■ Provided information:
____

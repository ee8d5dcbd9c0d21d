use clap::{Parser, ValueEnum};
use parser::error_report::report_error;
use parser::{ParseError, ParserOptions, SignatureParser};
use std::process;
use tracing::debug;
use tracing_subscriber::EnvFilter;

#[derive(Parser, Debug)]
#[command(name = "signet", version, about = "Parse signet type signatures")]
struct Cli {
    /// Signature (or type token with --type) to parse
    input: String,

    /// Parse INPUT as a single type token
    #[arg(long = "type")]
    type_only: bool,

    /// Output format
    #[arg(long, value_enum, default_value_t = Format::Debug)]
    format: Format,

    /// Replace a whole type token FROM with TO before parsing
    #[arg(long = "alias", value_name = "FROM=TO", value_parser = parse_alias)]
    aliases: Vec<(String, String)>,

    /// Accept signatures without an output stage
    #[arg(long)]
    lenient: bool,

    /// Enable debug logging
    #[arg(short, long)]
    verbose: bool,
}

#[derive(Debug, Clone, Copy, PartialEq, Eq, ValueEnum)]
enum Format {
    Debug,
    Json,
}

fn parse_alias(raw: &str) -> Result<(String, String), String> {
    match raw.split_once('=') {
        Some((from, to)) if !from.trim().is_empty() => {
            Ok((from.trim().to_string(), to.trim().to_string()))
        }
        _ => Err(format!("expected FROM=TO, got '{}'", raw)),
    }
}

fn main() {
    let cli = Cli::parse();

    let default_filter = if cli.verbose { "debug" } else { "warn" };
    tracing_subscriber::fmt()
        .with_env_filter(
            EnvFilter::try_from_default_env().unwrap_or_else(|_| EnvFilter::new(default_filter)),
        )
        .with_writer(std::io::stderr)
        .init();

    let options = ParserOptions::default().require_output(!cli.lenient);
    let mut signet = SignatureParser::with_options(options);

    for (from, to) in cli.aliases.iter().cloned() {
        debug!(%from, %to, "registering alias");
        signet.register_type_macro(move |token: &str| {
            if token.trim() == from {
                to.clone()
            } else {
                token.to_string()
            }
        });
    }

    let rendered = if cli.type_only {
        signet
            .parse_type(&cli.input)
            .map(|parsed| render(cli.format, &parsed))
    } else {
        signet.parse_signature(&cli.input).map(|parsed| {
            debug!(
                inputs = parsed.inputs().len(),
                outputs = parsed.output().map_or(0, |stage| stage.len()),
                "parsed signature"
            );
            render(cli.format, &parsed)
        })
    };
    debug!(stats = ?signet.cache_stats(), "cache");

    match rendered {
        Ok(Ok(output)) => println!("{}", output),
        Ok(Err(e)) => {
            eprintln!("Error serializing output: {}", e);
            process::exit(1);
        }
        Err(error) => fail(&cli.input, &error),
    }
}

fn render<T>(format: Format, value: &T) -> serde_json::Result<String>
where
    T: serde::Serialize + std::fmt::Debug,
{
    match format {
        Format::Debug => Ok(format!("{:#?}", value)),
        Format::Json => serde_json::to_string_pretty(value),
    }
}

fn fail(source: &str, error: &ParseError) -> ! {
    if report_error("<input>", source, error).is_err() {
        eprintln!("{}", error);
    }
    process::exit(error.exit_code());
}
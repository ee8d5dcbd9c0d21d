// Parameter lists and signatures
//
//   [metadata ::] type, type => [metadata ::] type => ...

use crate::ast::{ParameterList, Signature, TypeDescriptor};
use crate::dependent::parse_dependent_metadata;
use crate::error::{ParseError, ParseResult};
use crate::types;
use lexer::{is_arrow, is_comma, is_double_colon, split_on_symbol, split_spanned};
use tracing::trace;

/// Parse one stage without macros or caching. Error spans are relative to
/// `token`.
pub fn parse_params(token: &str) -> ParseResult<ParameterList> {
    parse_params_with(token, |t| Ok(types::parse_type(t)))
}

/// Parse a strict signature without macros or caching.
pub fn parse_signature(signature: &str) -> ParseResult<Signature> {
    parse_signature_with(signature, true, parse_params)
}

pub(crate) fn parse_params_with<F>(token: &str, mut parse_type: F) -> ParseResult<ParameterList>
where
    F: FnMut(&str) -> ParseResult<TypeDescriptor>,
{
    let mut pieces = split_spanned(is_double_colon, token);

    let dependent = if pieces.len() > 1 {
        let block = pieces.remove(0);
        let constraints = parse_dependent_metadata(&block.text)
            .map_err(|e| e.shifted(block.span.start))?;
        Some(constraints)
    } else {
        None
    };

    // Any further `::` belongs to the type text
    let type_text = pieces
        .iter()
        .map(|piece| piece.text.as_str())
        .collect::<Vec<_>>()
        .join("::");

    let types = split_on_symbol(is_comma, &type_text)
        .iter()
        .map(|t| parse_type(t))
        .collect::<ParseResult<Vec<_>>>()?;

    Ok(ParameterList { types, dependent })
}

pub(crate) fn parse_signature_with<F>(
    signature: &str,
    require_output: bool,
    mut parse_params: F,
) -> ParseResult<Signature>
where
    F: FnMut(&str) -> ParseResult<ParameterList>,
{
    let stages = split_spanned(is_arrow, signature);
    trace!(stages = stages.len(), "split signature");

    if require_output && stages.len() < 2 {
        return Err(ParseError::MissingOutput);
    }

    let stages = stages
        .iter()
        .map(|stage| parse_params(&stage.text).map_err(|e| e.shifted(stage.span.start)))
        .collect::<ParseResult<Vec<_>>>()?;

    Ok(Signature { stages })
}
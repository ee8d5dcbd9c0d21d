// Memoization Tests
//
// Cached results must be structurally equal on every read while staying
// independently mutable.

use crate::cache::{CacheStats, Memo};
use crate::error::ParseError;
use crate::parser::{ParserOptions, SignatureParser};

// ==================== TYPE CACHE ====================

#[test]
fn test_repeated_type_parse_is_equal() {
    let parser = SignatureParser::new();

    let first = parser.parse_type("tuple<string;int>").unwrap();
    let second = parser.parse_type("tuple<string;int>").unwrap();

    assert_eq!(first, second);
    assert_eq!(parser.cache_stats().type_hits, 1);
    assert_eq!(parser.cache_stats().type_misses, 1);
}

#[test]
fn test_type_results_are_independent() {
    let parser = SignatureParser::new();

    let mut first = parser.parse_type("tuple<string;int>").unwrap();
    let second = parser.parse_type("tuple<string;int>").unwrap();
    first.subtype.push("boolean".to_string());
    first.base.push_str("Mutated");

    assert_eq!(second.subtype, vec!["string", "int"]);
    assert_eq!(second.base, "tuple");

    let third = parser.parse_type("tuple<string;int>").unwrap();
    assert_eq!(third, second);
}

// ==================== SIGNATURE CACHE ====================

#[test]
fn test_signature_results_are_independent() {
    let parser = SignatureParser::new();

    let mut first = parser.parse_signature("a:array<int> => *").unwrap();
    let second = parser.parse_signature("a:array<int> => *").unwrap();

    first[0][0].subtype.clear();
    first.stages.pop();

    assert_eq!(second.len(), 2);
    assert_eq!(second[0][0].subtype, vec!["int"]);
    assert_eq!(parser.cache_stats().signature_hits, 1);
}

#[test]
fn test_signature_parse_fills_type_cache() {
    let parser = SignatureParser::new();

    parser.parse_signature("a:int, b:int => int").unwrap();
    let stats = parser.cache_stats();

    assert_eq!(stats.signature_misses, 1);
    assert_eq!(stats.type_misses, 3);
    assert_eq!(stats.type_hits, 0);

    parser.parse_type("a:int").unwrap();
    assert_eq!(parser.cache_stats().type_hits, 1);
}

#[test]
fn test_registering_type_macro_invalidates_signatures() {
    let mut parser = SignatureParser::new();
    assert_eq!(parser.parse_signature("t => *").unwrap()[0][0].base, "t");

    parser.register_type_macro(|t: &str| {
        if t.trim() == "t" {
            "int".to_string()
        } else {
            t.to_string()
        }
    });

    assert_eq!(parser.parse_signature("t => *").unwrap()[0][0].base, "int");
}

#[test]
fn test_errors_are_not_cached() {
    let parser = SignatureParser::new();

    assert_eq!(parser.parse_signature("int"), Err(ParseError::MissingOutput));
    assert_eq!(parser.parse_signature("int"), Err(ParseError::MissingOutput));
    assert_eq!(parser.cache_stats().signature_hits, 0);
}

#[test]
fn test_clear_cache() {
    let parser = SignatureParser::new();

    parser.parse_type("int").unwrap();
    parser.clear_cache();
    parser.parse_type("int").unwrap();

    assert_eq!(parser.cache_stats().type_misses, 2);
    assert_eq!(parser.cache_stats().type_hits, 0);
}

#[test]
fn test_memoization_disabled() {
    let parser = SignatureParser::with_options(ParserOptions::default().memoize(false));

    let first = parser.parse_signature("int => int").unwrap();
    let second = parser.parse_signature("int => int").unwrap();

    assert_eq!(first, second);
    assert_eq!(parser.cache_stats(), CacheStats::default());
}

// ==================== MEMO TABLE ====================

#[test]
fn test_memo_builds_once() {
    let memo: Memo<String> = Memo::new();
    let mut builds = 0;

    for _ in 0..3 {
        let value = memo
            .get_or_try_insert("key", || {
                builds += 1;
                Ok("value".to_string())
            })
            .unwrap();
        assert_eq!(value, "value");
    }

    assert_eq!(builds, 1);
    assert_eq!(memo.hits(), 2);
    assert_eq!(memo.misses(), 1);
}

#[test]
fn test_memo_clear() {
    let memo: Memo<String> = Memo::new();
    memo.get_or_try_insert("key", || Ok(String::new())).unwrap();
    memo.clear();
    memo.get_or_try_insert("key", || Ok(String::new())).unwrap();

    assert_eq!(memo.hits(), 0);
    assert_eq!(memo.misses(), 2);
}

#[test]
fn test_parser_is_shareable_across_threads() {
    let parser = std::sync::Arc::new(SignatureParser::new());

    let handles: Vec<_> = (0..4)
        .map(|_| {
            let parser = std::sync::Arc::clone(&parser);
            std::thread::spawn(move || parser.parse_signature("a:array<int> => *"))
        })
        .collect();

    for handle in handles {
        let signature = handle.join().unwrap().unwrap();
        assert_eq!(signature[0][0].subtype, vec!["int"]);
    }
}
// Macro registry
//
// Ordered, append-only chains of text rewrites applied before a type token
// or a whole signature is parsed.

use crate::error::{ParseError, ParseResult};
use std::fmt;
use tracing::debug;

/// Value produced by a macro. Only `Text` is a valid result.
#[derive(Debug, Clone, PartialEq)]
pub enum MacroOutput {
    Text(String),
    Null,
    Bool(bool),
    Number(f64),
}

impl MacroOutput {
    /// Runtime type name used in error messages
    pub fn kind(&self) -> &'static str {
        match self {
            MacroOutput::Text(_) => "string",
            MacroOutput::Null => "null",
            MacroOutput::Bool(_) => "boolean",
            MacroOutput::Number(_) => "number",
        }
    }

    fn into_text(self) -> ParseResult<String> {
        match self {
            MacroOutput::Text(text) => Ok(text),
            other => Err(ParseError::MacroContract {
                value: other.to_string(),
                kind: other.kind(),
            }),
        }
    }
}

impl fmt::Display for MacroOutput {
    fn fmt(&self, f: &mut fmt::Formatter<'_>) -> fmt::Result {
        match self {
            MacroOutput::Text(text) => write!(f, "{}", text),
            MacroOutput::Null => write!(f, "null"),
            MacroOutput::Bool(value) => write!(f, "{}", value),
            MacroOutput::Number(value) => write!(f, "{}", value),
        }
    }
}

impl From<String> for MacroOutput {
    fn from(text: String) -> Self {
        MacroOutput::Text(text)
    }
}

impl From<&str> for MacroOutput {
    fn from(text: &str) -> Self {
        MacroOutput::Text(text.to_string())
    }
}

impl From<()> for MacroOutput {
    fn from(_: ()) -> Self {
        MacroOutput::Null
    }
}

impl From<bool> for MacroOutput {
    fn from(value: bool) -> Self {
        MacroOutput::Bool(value)
    }
}

impl From<f64> for MacroOutput {
    fn from(value: f64) -> Self {
        MacroOutput::Number(value)
    }
}

impl From<i64> for MacroOutput {
    fn from(value: i64) -> Self {
        MacroOutput::Number(value as f64)
    }
}

impl From<i32> for MacroOutput {
    fn from(value: i32) -> Self {
        MacroOutput::Number(f64::from(value))
    }
}

impl<T: Into<MacroOutput>> From<Option<T>> for MacroOutput {
    fn from(value: Option<T>) -> Self {
        value.map_or(MacroOutput::Null, Into::into)
    }
}

type Macro = Box<dyn Fn(&str) -> MacroOutput + Send + Sync>;

/// Type-level and signature-level macro chains.
#[derive(Default)]
pub struct MacroRegistry {
    type_level: Vec<Macro>,
    signature_level: Vec<Macro>,
}

impl MacroRegistry {
    pub fn new() -> Self {
        Self::default()
    }

    pub fn register_type_level<F, R>(&mut self, transform: F)
    where
        F: Fn(&str) -> R + Send + Sync + 'static,
        R: Into<MacroOutput>,
    {
        self.type_level.push(Box::new(move |text| transform(text).into()));
    }

    pub fn register_signature_level<F, R>(&mut self, transform: F)
    where
        F: Fn(&str) -> R + Send + Sync + 'static,
        R: Into<MacroOutput>,
    {
        self.signature_level
            .push(Box::new(move |text| transform(text).into()));
    }

    /// Run `text` through every type-level macro in registration order
    pub fn apply_type_level(&self, text: &str) -> ParseResult<String> {
        apply_chain("type", &self.type_level, text)
    }

    /// Run `text` through every signature-level macro in registration order
    pub fn apply_signature_level(&self, text: &str) -> ParseResult<String> {
        apply_chain("signature", &self.signature_level, text)
    }

    pub fn type_level_count(&self) -> usize {
        self.type_level.len()
    }

    pub fn signature_level_count(&self) -> usize {
        self.signature_level.len()
    }
}

impl fmt::Debug for MacroRegistry {
    fn fmt(&self, f: &mut fmt::Formatter<'_>) -> fmt::Result {
        f.debug_struct("MacroRegistry")
            .field("type_level", &self.type_level.len())
            .field("signature_level", &self.signature_level.len())
            .finish()
    }
}

fn apply_chain(chain: &str, macros: &[Macro], text: &str) -> ParseResult<String> {
    let mut result = text.to_string();

    for (index, transform) in macros.iter().enumerate() {
        let output = transform(&result).into_text()?;
        if output != result {
            debug!(chain, index, from = %result, to = %output, "macro rewrote input");
        }
        result = output;
    }

    Ok(result)
}
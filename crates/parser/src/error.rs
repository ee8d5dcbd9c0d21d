// Error handling for signature parsing
//
// All failures are raised synchronously to the caller; nothing is recovered
// internally.

use std::fmt;
use std::ops::Range;

/// Message carried by [`ParseError::MissingOutput`].
pub const MISSING_OUTPUT_MESSAGE: &str = "Signature must contain an output declaration";

/// Parse error types
#[derive(Debug, Clone, PartialEq)]
pub enum ParseError {
    /// A registered macro returned something other than a string
    MacroContract { value: String, kind: &'static str },

    /// Strict grammar only: no `=>` stage separator in the signature
    MissingOutput,

    /// A dependent constraint is not exactly `left operator right`.
    /// `span` is the byte range of the trimmed constraint in the parsed text.
    MalformedConstraint {
        constraint: String,
        found: usize,
        span: Range<usize>,
    },
}

impl fmt::Display for ParseError {
    fn fmt(&self, f: &mut fmt::Formatter<'_>) -> fmt::Result {
        match self {
            ParseError::MacroContract { value, kind } => write!(
                f,
                "Macro Error: All macros must return a string; got {} of type {}",
                value, kind
            ),
            ParseError::MissingOutput => write!(f, "{}", MISSING_OUTPUT_MESSAGE),
            ParseError::MalformedConstraint {
                constraint, found, ..
            } => write!(
                f,
                "Malformed constraint '{}': expected 'left operator right', found {} token(s)",
                constraint, found
            ),
        }
    }
}

impl std::error::Error for ParseError {}

impl ParseError {
    /// Get the exit code for this error type
    pub fn exit_code(&self) -> i32 {
        match self {
            ParseError::MacroContract { .. } => 201,
            ParseError::MissingOutput => 202,
            ParseError::MalformedConstraint { .. } => 203,
        }
    }

    /// Move any span `by` bytes to the right, for errors raised on a slice
    /// of the original text
    pub(crate) fn shifted(self, by: usize) -> Self {
        match self {
            ParseError::MalformedConstraint {
                constraint,
                found,
                span,
            } => ParseError::MalformedConstraint {
                constraint,
                found,
                span: span.start + by..span.end + by,
            },
            other => other,
        }
    }

    /// Diagnostic code shown in reports
    pub fn code(&self) -> &'static str {
        match self {
            ParseError::MacroContract { .. } => "E201",
            ParseError::MissingOutput => "E202",
            ParseError::MalformedConstraint { .. } => "E203",
        }
    }
}

/// Convenient Result type for parse operations
pub type ParseResult<T> = Result<T, ParseError>;
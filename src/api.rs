//! Public API surface of the aggregation core.
//!
//! This file consolidates the value-object types handed to the presentation
//! layer. All types derive Serialize/Deserialize for JSON serialization and
//! carry no behavior beyond construction; the computations that populate
//! them live in [`crate::services`].

use serde::{Deserialize, Serialize};

use crate::models::{Mission, MissionStatus};

// =========================================================
// Overview widget
// =========================================================

/// Headline counters shown in the dashboard stat cards.
#[derive(Debug, Clone, PartialEq, Serialize, Deserialize)]
pub struct SummaryStats {
    pub total: usize,
    pub successful: usize,
    /// Success percentage over the subset, rounded half-up to one decimal.
    /// 0.0 for an empty subset.
    pub success_rate_percent: f64,
    /// Combined cost in millions of USD.
    pub total_cost: f64,
    pub crewed: usize,
}

// =========================================================
// Status breakdown widget
// =========================================================

/// One slice of the status distribution.
#[derive(Debug, Clone, PartialEq, Serialize, Deserialize)]
pub struct StatusSlice {
    pub status: MissionStatus,
    pub count: usize,
    /// Share of the subset, rounded half-up to one decimal.
    pub percentage: f64,
}

/// Complete status distribution. Always three slices in
/// [`MissionStatus::ALL`] order, zero counts included, so the widget never
/// sees a sparse distribution.
#[derive(Debug, Clone, PartialEq, Serialize, Deserialize)]
pub struct StatusBreakdown {
    pub total: usize,
    pub slices: Vec<StatusSlice>,
}

// =========================================================
// Country leaderboard widget
// =========================================================

/// Aggregate counters for one country.
#[derive(Debug, Clone, PartialEq, Serialize, Deserialize)]
pub struct CountryStats {
    pub country: String,
    pub total: usize,
    pub successful: usize,
    /// Every non-Success outcome, partial failures included.
    pub failed: usize,
    pub crewed: usize,
    pub total_cost: f64,
    pub success_rate_percent: f64,
}

// =========================================================
// Timeline widget
// =========================================================

/// Launch counts for one calendar year.
#[derive(Debug, Clone, PartialEq, Serialize, Deserialize)]
pub struct YearBucket {
    pub year: i32,
    pub total: usize,
    pub successful: usize,
    pub failed: usize,
}

/// Mission count inside one named era window (inclusive years).
#[derive(Debug, Clone, PartialEq, Serialize, Deserialize)]
pub struct EraCount {
    pub label: String,
    pub start_year: i32,
    pub end_year: i32,
    pub count: usize,
}

/// Chronological view: per-year buckets ascending, plus the fixed era
/// milestone cards.
#[derive(Debug, Clone, PartialEq, Serialize, Deserialize)]
pub struct TimelineData {
    pub years: Vec<YearBucket>,
    pub eras: Vec<EraCount>,
}

// =========================================================
// Cost analysis widget
// =========================================================

/// Spending aggregates for one decade bucket.
#[derive(Debug, Clone, PartialEq, Serialize, Deserialize)]
pub struct DecadeBucket {
    /// First year of the decade (1969 buckets into 1960).
    pub decade: i32,
    /// Display label, e.g. `"1960s"`.
    pub label: String,
    pub count: usize,
    pub total_cost: f64,
    /// `total_cost / count`; plain f64 quotient, unrounded.
    pub average_cost: f64,
}

/// Row of the most-expensive-missions ranking.
#[derive(Debug, Clone, PartialEq, Serialize, Deserialize)]
pub struct TopMission {
    pub id: String,
    pub name: String,
    pub country: String,
    pub year: Option<i32>,
    pub cost: f64,
    pub purpose: String,
}

/// Cost view: decade buckets ascending, overall totals, and the top-N
/// ranking by cost.
#[derive(Debug, Clone, PartialEq, Serialize, Deserialize)]
pub struct CostAnalysisData {
    pub decades: Vec<DecadeBucket>,
    pub most_expensive: Vec<TopMission>,
    pub total_cost: f64,
    pub average_cost: f64,
}

// =========================================================
// Mission table widget
// =========================================================

/// Sortable columns of the mission table.
#[derive(Debug, Copy, Clone, PartialEq, Eq, Serialize, Deserialize)]
pub enum SortField {
    Name,
    Date,
    Country,
    Agency,
    Status,
    Cost,
    Crew,
    Purpose,
}

#[derive(Debug, Copy, Clone, PartialEq, Eq, Serialize, Deserialize)]
pub enum SortDirection {
    Asc,
    Desc,
}

/// Search and sort state of the mission table.
#[derive(Debug, Clone, Serialize, Deserialize)]
pub struct TableQuery {
    /// Case-insensitive substring matched against name, country, agency and
    /// purpose. Empty matches everything.
    pub search: String,
    pub sort_field: SortField,
    pub direction: SortDirection,
}

impl Default for TableQuery {
    fn default() -> Self {
        // The table opens on newest-first, like the dashboard.
        TableQuery {
            search: String::new(),
            sort_field: SortField::Date,
            direction: SortDirection::Desc,
        }
    }
}

// =========================================================
// Assembled dashboard payload
// =========================================================

/// Every widget payload derived from one filtered subset.
#[derive(Debug, Clone, Serialize, Deserialize)]
pub struct DashboardData {
    pub missions: Vec<Mission>,
    pub summary: SummaryStats,
    pub status: StatusBreakdown,
    pub countries: Vec<CountryStats>,
    pub timeline: TimelineData,
    pub costs: CostAnalysisData,
}
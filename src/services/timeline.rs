//! Chronological timeline aggregation.

use std::collections::BTreeMap;

use crate::api::{EraCount, TimelineData, YearBucket};
use crate::models::{Mission, MissionStatus};

/// The milestone era cards shown under the timeline chart.
const ERAS: [(&str, i32, i32); 3] = [
    ("Space Race Era", 1957, 1975),
    ("Shuttle Era", 1981, 2011),
    ("Commercial Era", 2008, 2022),
];

#[derive(Default)]
struct YearAcc {
    total: usize,
    successful: usize,
    failed: usize,
}

/// Bucket the subset per launch year, ascending, plus era mission counts.
///
/// Records without a parseable date carry no position on the timeline and
/// are skipped. `failed` counts every non-Success outcome.
pub fn compute_timeline(missions: &[Mission]) -> TimelineData {
    let mut by_year: BTreeMap<i32, YearAcc> = BTreeMap::new();

    for mission in missions {
        let Some(year) = mission.launch_year() else {
            continue;
        };
        let acc = by_year.entry(year).or_default();
        acc.total += 1;
        if mission.status == MissionStatus::Success {
            acc.successful += 1;
        } else {
            acc.failed += 1;
        }
    }

    let years = by_year
        .into_iter()
        .map(|(year, acc)| YearBucket {
            year,
            total: acc.total,
            successful: acc.successful,
            failed: acc.failed,
        })
        .collect();

    let eras = ERAS
        .iter()
        .map(|&(label, start_year, end_year)| EraCount {
            label: label.to_string(),
            start_year,
            end_year,
            count: missions
                .iter()
                .filter(|m| {
                    m.launch_year()
                        .is_some_and(|y| y >= start_year && y <= end_year)
                })
                .count(),
        })
        .collect();

    TimelineData { years, eras }
}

____

Considering the records above, how many lines hold "years"? Please answer with only the number.

■ Task solution: 4